My experiments with these sort of projects came out of my experience participating in a Drawing Marathon with Graham Nickson through the New York Studio School of Painting, Drawing, and Sculpture. The Marathon was not in New York, but in Orvieto, Italy where I was working at the time.
In addition to travelling to visit various artistic sites and drawing from the model, we spent the second week creating a to-scale transcription of one of the Luca Signorelli frescoes from just a few blocks away in Orvieto Duomo (Cathedral).
We drew for nine hours a day for two weeks, and it was a pivotal experience in how I approach drawing.The process of working on a drawing with others I found both humbling and challenging. I found it forced me to see relationships on the page that I would never have seen on my own.
I assigned a similar assignment in a Drawing II class last year. Students worked in pairs to seek out the complex interaction of forms using minimalist mark-making of x’s and y’s, recording only where forms overlapped and intersected each other. to understand how forms intersect and overlap in space.
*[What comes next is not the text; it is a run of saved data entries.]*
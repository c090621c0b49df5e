//! Language Codes and Translation Tables
//!
//! Forms are authored in three languages. Labels coming from the metadata
//! catalog are per-language maps, and authored strings beginning with `@`
//! are keys into the Master's `translations` table.

use crate::services::FormServiceError;
use serde::{Deserialize, Deserializer, Serialize};
use serde_json::{Map, Value};
use std::collections::BTreeMap;
use std::fmt;
use std::str::FromStr;

/// Supported form languages
#[derive(
    Debug, Clone, Copy, Default, PartialEq, Eq, Hash, PartialOrd, Ord, Serialize, Deserialize,
)]
#[serde(rename_all = "lowercase")]
pub enum Lang {
    #[default]
    Fi,
    Sv,
    En,
}

impl Lang {
    /// All languages, in the order translations are materialized
    pub const ALL: [Lang; 3] = [Lang::Fi, Lang::Sv, Lang::En];

    pub fn as_str(&self) -> &'static str {
        match self {
            Lang::Fi => "fi",
            Lang::Sv => "sv",
            Lang::En => "en",
        }
    }
}

impl fmt::Display for Lang {
    fn fmt(&self, f: &mut fmt::Formatter<'_>) -> fmt::Result {
        f.write_str(self.as_str())
    }
}

impl FromStr for Lang {
    type Err = FormServiceError;

    fn from_str(s: &str) -> Result<Self, Self::Err> {
        match s {
            "fi" => Ok(Lang::Fi),
            "sv" => Ok(Lang::Sv),
            "en" => Ok(Lang::En),
            other => Err(FormServiceError::unprocessable(format!(
                "Invalid lang '{}', must be one of fi, sv, en",
                other
            ))),
        }
    }
}

/// Per-language string map, as returned by the catalog with `lang=multi`
pub type LangMap = BTreeMap<Lang, String>;

/// `{lang → {key → text}}` translation table of a Master
pub type Translations = BTreeMap<Lang, BTreeMap<String, String>>;

/// Reads a translation table, skipping languages other than fi, sv and en
pub fn deserialize_translations<'de, D>(deserializer: D) -> Result<Translations, D::Error>
where
    D: Deserializer<'de>,
{
    let mut translations = Translations::new();
    for (key, entries) in Map::<String, Value>::deserialize(deserializer)? {
        let Ok(lang) = key.parse::<Lang>() else {
            continue;
        };
        let entries = serde_json::from_value(entries).map_err(serde::de::Error::custom)?;
        translations.insert(lang, entries);
    }
    Ok(translations)
}

/// Pick the label for `lang`, falling back to the other languages
///
/// Falls back in the order fi, en, sv and finally to an empty string.
pub fn pick_label(labels: &LangMap, lang: Lang) -> String {
    labels
        .get(&lang)
        .or_else(|| labels.get(&Lang::Fi))
        .or_else(|| labels.get(&Lang::En))
        .or_else(|| labels.get(&Lang::Sv))
        .cloned()
        .unwrap_or_default()
}

/// Merge `overlay` translations over `base`, `overlay` winning on key collision
pub fn merge_translations(base: Translations, overlay: Translations) -> Translations {
    let mut merged = base;
    for (lang, entries) in overlay {
        merged.entry(lang).or_default().extend(entries);
    }
    merged
}

#[cfg(test)]
mod tests {
    use super::*;

    #[test]
    fn test_lang_parsing() {
        assert_eq!("fi".parse::<Lang>().unwrap(), Lang::Fi);
        assert_eq!("sv".parse::<Lang>().unwrap(), Lang::Sv);
        assert_eq!("en".parse::<Lang>().unwrap(), Lang::En);

        let err = "de".parse::<Lang>().unwrap_err();
        assert!(err.is_unprocessable());
    }

    #[test]
    fn test_translations_serialize_with_lang_keys() {
        let mut translations = Translations::new();
        translations
            .entry(Lang::Sv)
            .or_default()
            .insert("@hello".to_string(), "hej".to_string());

        let json = serde_json::to_value(&translations).unwrap();
        assert_eq!(json["sv"]["@hello"], "hej");
    }

    #[test]
    fn test_pick_label_fallback() {
        let mut labels = LangMap::new();
        labels.insert(Lang::En, "Locality".to_string());

        assert_eq!(pick_label(&labels, Lang::Sv), "Locality");
        assert_eq!(pick_label(&LangMap::new(), Lang::Fi), "");

        labels.insert(Lang::Sv, "Lokalitet".to_string());
        assert_eq!(pick_label(&labels, Lang::Sv), "Lokalitet");
    }

    #[test]
    fn test_merge_translations_overlay_wins() {
        let mut base = Translations::new();
        base.entry(Lang::Fi)
            .or_default()
            .extend([("@a".to_string(), "base".to_string()), ("@b".to_string(), "b".to_string())]);
        let mut overlay = Translations::new();
        overlay
            .entry(Lang::Fi)
            .or_default()
            .insert("@a".to_string(), "child".to_string());

        let merged = merge_translations(base, overlay);
        assert_eq!(merged[&Lang::Fi]["@a"], "child");
        assert_eq!(merged[&Lang::Fi]["@b"], "b");
    }
}
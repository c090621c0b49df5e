//! Form Endpoints
//!
//! # Endpoints
//!
//! - `GET /api` - List stored forms
//! - `GET /api/flush` - Drop cached catalog and storage responses
//! - `GET /api/:id?lang&format` - Compile a stored form
//! - `POST /api/transform?lang&format` - Compile a posted Master
//! - `POST /api` - Store a new form
//! - `PUT /api/:id` - Replace a stored form
//! - `DELETE /api/:id` - Delete a stored form
//!
//! `lang` is one of `fi`, `sv`, `en`; `format` is `schema` (default) or
//! `json`. Anything else is rejected with 422.

use axum::{
    extract::{Path, Query, State},
    http::StatusCode,
    response::Json,
    routing::{get, post},
    Router,
};
use formbuilder_core::{ConvertedForm, Format, Lang, Master};
use serde::{Deserialize, Serialize};
use serde_json::Value;

use crate::{AppState, HttpError};

// ===== Type Definitions =====

/// Query parameters of the compiling endpoints
#[derive(Debug, Default, Deserialize)]
pub struct ConvertQuery {
    pub lang: Option<String>,
    pub format: Option<String>,
}

impl ConvertQuery {
    fn parse(&self) -> Result<(Option<Lang>, Format), HttpError> {
        let lang = self
            .lang
            .as_deref()
            .map(str::parse::<Lang>)
            .transpose()?;
        let format = self
            .format
            .as_deref()
            .map(str::parse::<Format>)
            .transpose()?
            .unwrap_or_default();
        Ok((lang, format))
    }
}

#[derive(Debug, Serialize)]
pub struct FlushResponse {
    pub flushed: bool,
}

// ===== Endpoint Handlers =====

/// GET /api
async fn list_forms(State(state): State<AppState>) -> Result<Json<Vec<Value>>, HttpError> {
    let forms = state.field_service.store().get_forms().await?;
    Ok(Json(forms.as_ref().clone()))
}

/// GET /api/flush
async fn flush(State(state): State<AppState>) -> Json<FlushResponse> {
    state.field_service.flush().await;
    tracing::info!("Caches flushed");
    Json(FlushResponse { flushed: true })
}

/// GET /api/:id
///
/// ```bash
/// curl "http://localhost:8082/api/JX.519?lang=fi&format=schema"
/// ```
async fn get_form(
    Path(id): Path<String>,
    Query(query): Query<ConvertQuery>,
    State(state): State<AppState>,
) -> Result<Json<ConvertedForm>, HttpError> {
    let (lang, format) = query.parse()?;
    let master = state.field_service.store().get_form(&id).await?;
    let form = state.field_service.convert(master, format, lang).await?;
    Ok(Json(form))
}

/// POST /api/transform
async fn transform(
    Query(query): Query<ConvertQuery>,
    State(state): State<AppState>,
    Json(master): Json<Master>,
) -> Result<Json<ConvertedForm>, HttpError> {
    let (lang, format) = query.parse()?;
    let form = state.field_service.convert(master, format, lang).await?;
    Ok(Json(form))
}

/// POST /api
async fn create_form(
    State(state): State<AppState>,
    Json(master): Json<Master>,
) -> Result<Json<Master>, HttpError> {
    let created = state.field_service.store().create_form(master).await?;
    tracing::info!("Created form {:?}", created.id);
    Ok(Json(created))
}

/// PUT /api/:id
async fn update_form(
    Path(id): Path<String>,
    State(state): State<AppState>,
    Json(master): Json<Master>,
) -> Result<Json<Master>, HttpError> {
    let updated = state.field_service.store().update_form(&id, master).await?;
    Ok(Json(updated))
}

/// DELETE /api/:id
async fn delete_form(
    Path(id): Path<String>,
    State(state): State<AppState>,
) -> Result<StatusCode, HttpError> {
    state.field_service.store().delete_form(&id).await?;
    tracing::info!("Deleted form {}", id);
    Ok(StatusCode::NO_CONTENT)
}

pub fn routes(state: AppState) -> Router {
    Router::new()
        .route("/api", get(list_forms).post(create_form))
        .route("/api/flush", get(flush))
        .route("/api/transform", post(transform))
        .route(
            "/api/:id",
            get(get_form).put(update_form).delete(delete_form),
        )
        .with_state(state)
}
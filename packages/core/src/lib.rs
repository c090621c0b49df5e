//! Form Builder Core
//!
//! Compiles compact "Master" form definitions into renderable forms.
//!
//! # Architecture
//!
//! - **Master in, two formats out**: `SchemaFormat` (JSON Schema + uiSchema +
//!   validators) or `ExpandedJSONFormat` (typed field tree)
//! - **Catalog-driven**: field types, labels and cardinality come from the
//!   remote metadata catalog, memoized per process
//! - **Inheritance**: `baseFormID`, `formID` extensions and JSON Patch are
//!   resolved before compilation
//!
//! # Modules
//!
//! - [`models`] - Master, catalog property and output types
//! - [`services`] - The compiler pipeline (FieldService, SchemaService, etc.)
//! - [`clients`] - Collaborator traits and the REST API client
//! - [`config`] - Environment-driven configuration
//! - [`utils`] - JSON tree helpers

pub mod clients;
pub mod config;
pub mod models;
pub mod services;
pub mod utils;

// Re-export commonly used types
pub use config::FormBuilderConfig;
pub use models::*;
pub use services::*;
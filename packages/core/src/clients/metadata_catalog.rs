//! MetadataCatalog Trait - Property Catalog Abstraction
//!
//! The catalog is the source of truth for class property lists, alt ranges
//! and their labels. Labels are always requested as multi-language maps, so
//! responses do not depend on the active form language.

use crate::clients::ClientError;
use crate::models::{Property, RangeEntry};
use async_trait::async_trait;
use std::collections::HashMap;

/// Read access to the metadata catalog
///
/// Implementations must be `Send + Sync`; [`MetadataService`] shares one
/// instance across concurrent conversions and memoizes every call.
///
/// [`MetadataService`]: crate::services::MetadataService
#[async_trait]
pub trait MetadataCatalog: Send + Sync {
    /// Properties of a class, e.g. `MY.gathering`
    async fn class_properties(&self, class: &str) -> Result<Vec<Property>, ClientError>;

    /// Members of an alt range
    async fn alt_ranges(&self, range: &str) -> Result<Vec<RangeEntry>, ClientError>;

    /// Every alt range of the catalog, keyed by range id
    async fn all_alt_ranges(&self) -> Result<HashMap<String, Vec<RangeEntry>>, ClientError>;
}
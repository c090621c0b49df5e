//! JSON tree helpers: translation substitution and the uiSchema merge policy

use serde_json::Value;
use std::collections::BTreeMap;

/// Strings starting with this prefix are translation keys
pub const TRANSLATION_KEY_PREFIX: char = '@';

/// Replace every `@key` string leaf that has an entry in `dict`
///
/// Object keys are never translated. Strings without an entry are left as-is.
pub fn translate(value: Value, dict: &BTreeMap<String, String>) -> Value {
    match value {
        Value::String(s) if s.starts_with(TRANSLATION_KEY_PREFIX) => match dict.get(&s) {
            Some(translated) => Value::String(translated.clone()),
            None => Value::String(s),
        },
        Value::Array(items) => Value::Array(items.into_iter().map(|v| translate(v, dict)).collect()),
        Value::Object(map) => Value::Object(
            map.into_iter()
                .map(|(key, v)| (key, translate(v, dict)))
                .collect(),
        ),
        other => other,
    }
}

/// Merge `overlay` over `base`
///
/// Objects merge key by key, recursively. Any other value in `overlay`,
/// arrays included, replaces the value in `base`; arrays are never
/// concatenated or merged index-wise.
pub fn deep_merge(base: Value, overlay: Value) -> Value {
    match (base, overlay) {
        (Value::Object(mut base), Value::Object(overlay)) => {
            for (key, value) in overlay {
                match base.get_mut(&key) {
                    Some(existing) => *existing = deep_merge(existing.take(), value),
                    None => {
                        base.insert(key, value);
                    }
                }
            }
            Value::Object(base)
        }
        (_, overlay) => overlay,
    }
}

/// Whether `value` is an object without keys (or null)
pub fn is_empty_object(value: &Value) -> bool {
    match value {
        Value::Object(map) => map.is_empty(),
        Value::Null => true,
        _ => false,
    }
}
The 16th Century Renaissance frescoes are filled with figures depicting the end times, the Resurrection of the Flesh, the Damned entering Hell, and the Crowning of the Elect in heaven. Dozens of figures, demons, and angels are stacked into the space of the Signorelli frescoes.
I am looking forward to continuing this sort of collaborative investigation in a Weekend Workshop at the New Art Center in Newton in January in which we will explore drawing masterworks collaboratively in a similar way.